Governor Rauner’s office is currently reviewing the legislation. It may go up for a vote in the near future.

The Metropolitan Planning Council recentl presented their own infrastructure funding bill, sponsored by state senator Heather Steans (7th) and they visited Springfield twice this week to lobby for the legislation. Their bill also calls for a VMT tax, so be implemented by 2025.

While it appear Cullerton is trying to get the VMT tax going sooner, he may have his work cut out for him, said MPC spokesman Ryan Griffith-Stegink. “All signs point to VMT being the future of revenue collection, bust this is something we should have gotten started on in the past,” he said. “In the time it takes to get this going, we feel it’s important to rely on our existing revenue strategies to start filling that $43 billion gap.”

Cullerton said he’d like to see Illinois become the first state to implement a VMT tax statewide, but we’re a little late to the party. California will be launching a 5,000-person VMT pilot this year called the California Road Charge, and they should have the results by the end of 2017. Meanwhile, Orgeon is already piloted three different methods of VMT tax collection as part of a program called OReGO.

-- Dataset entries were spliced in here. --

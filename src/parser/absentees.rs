//! Absentee extraction from the content part of a group
//!
//! Every run of text ending in `（缺勤）` is a list of names, optionally led by
//! a class/count prefix such as `2班缺勤2人`:
//!
//! ```text
//! 1班缺勤1人 张三（缺勤）2班缺勤2人：李四、王五（缺勤）
//! → ["张三", "李四", "王五"]
//! ```

use crate::error::{RollcallError, RollcallResult};
use regex::Regex;

/// Suffixes that close an absentee list
const ABSENT_MARKERS: [&str; 2] = ["（缺勤）", "(缺勤)"];

pub struct AbsenteeExtractor {
    prefix: Regex,
    separators: Regex,
}

impl AbsenteeExtractor {
    pub fn new() -> RollcallResult<Self> {
        let prefix = Regex::new(
            r"^[\s、，,；;：:]*(?:(?:\d+|[一二三四五六七八九十]+)\s*班)?\s*[：:]?\s*(?:共?\s*缺勤\s*(?:\d+|[一二三四五六七八九十]+)?\s*人?)?\s*[：:，,]?",
        )
        .map_err(|e| RollcallError::Parse(format!("Regex error: {}", e)))?;
        let separators = Regex::new(r"[、，,；;\s]+")
            .map_err(|e| RollcallError::Parse(format!("Regex error: {}", e)))?;
        Ok(Self { prefix, separators })
    }

    /// Names in input order, or `None` when the content has no absentee marker
    pub fn extract(&self, content: &str) -> Option<Vec<String>> {
        let mut rest = content;
        let mut names = Vec::new();
        let mut found = false;

        while let Some((pos, len)) = next_marker(rest) {
            found = true;
            self.collect_names(&rest[..pos], &mut names);
            rest = &rest[pos + len..];
        }

        found.then_some(names)
    }

    fn collect_names(&self, piece: &str, names: &mut Vec<String>) {
        let body = match self.prefix.find(piece) {
            Some(m) => &piece[m.end()..],
            None => piece,
        };
        names.extend(
            self.separators
                .split(body)
                .map(str::trim)
                .filter(|n| !n.is_empty())
                .map(str::to_string),
        );
    }
}

/// Earliest absentee marker: (byte offset, byte length)
fn next_marker(text: &str) -> Option<(usize, usize)> {
    ABSENT_MARKERS
        .iter()
        .filter_map(|m| text.find(m).map(|pos| (pos, m.len())))
        .min_by_key(|(pos, _)| *pos)
}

Griffith-Stegink pointed out there will be some equity issues to sort out. For example, we don’t want to penalize people who have no choice but to drive many miles to work, or to run errands.

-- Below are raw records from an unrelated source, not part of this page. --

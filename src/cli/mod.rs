//! CLI command handlers

pub mod commands;
pub mod session;

pub use commands::{collect, parse, report, roster};
pub use session::{run_interactive, Session};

While MPC doesn’t expect to see a VMT tax implemented until three-to-five years from now, Griffith-Stegink credits Cullerton with getting the ball rolling. “It’s simply not a long-term strategy to tie infrastructure funding to a gas tax,” he said.

But in the meantime, he said, it makes since to work on raising the gas tax and vehicle registration fees now, and possibly combine one or both of these with a VMT tax in the future. “It’s not an either-or situation,” he said. “It’s an ‘and.’”

  • Interesting observation about not penalizing those who need to drive far to work. Nobody drives for a long commute who doesn’t have to though, especially the rich. Granted there was a choice to live way out there but maybe when the home was bought the work was close by until they go laid off. And all that.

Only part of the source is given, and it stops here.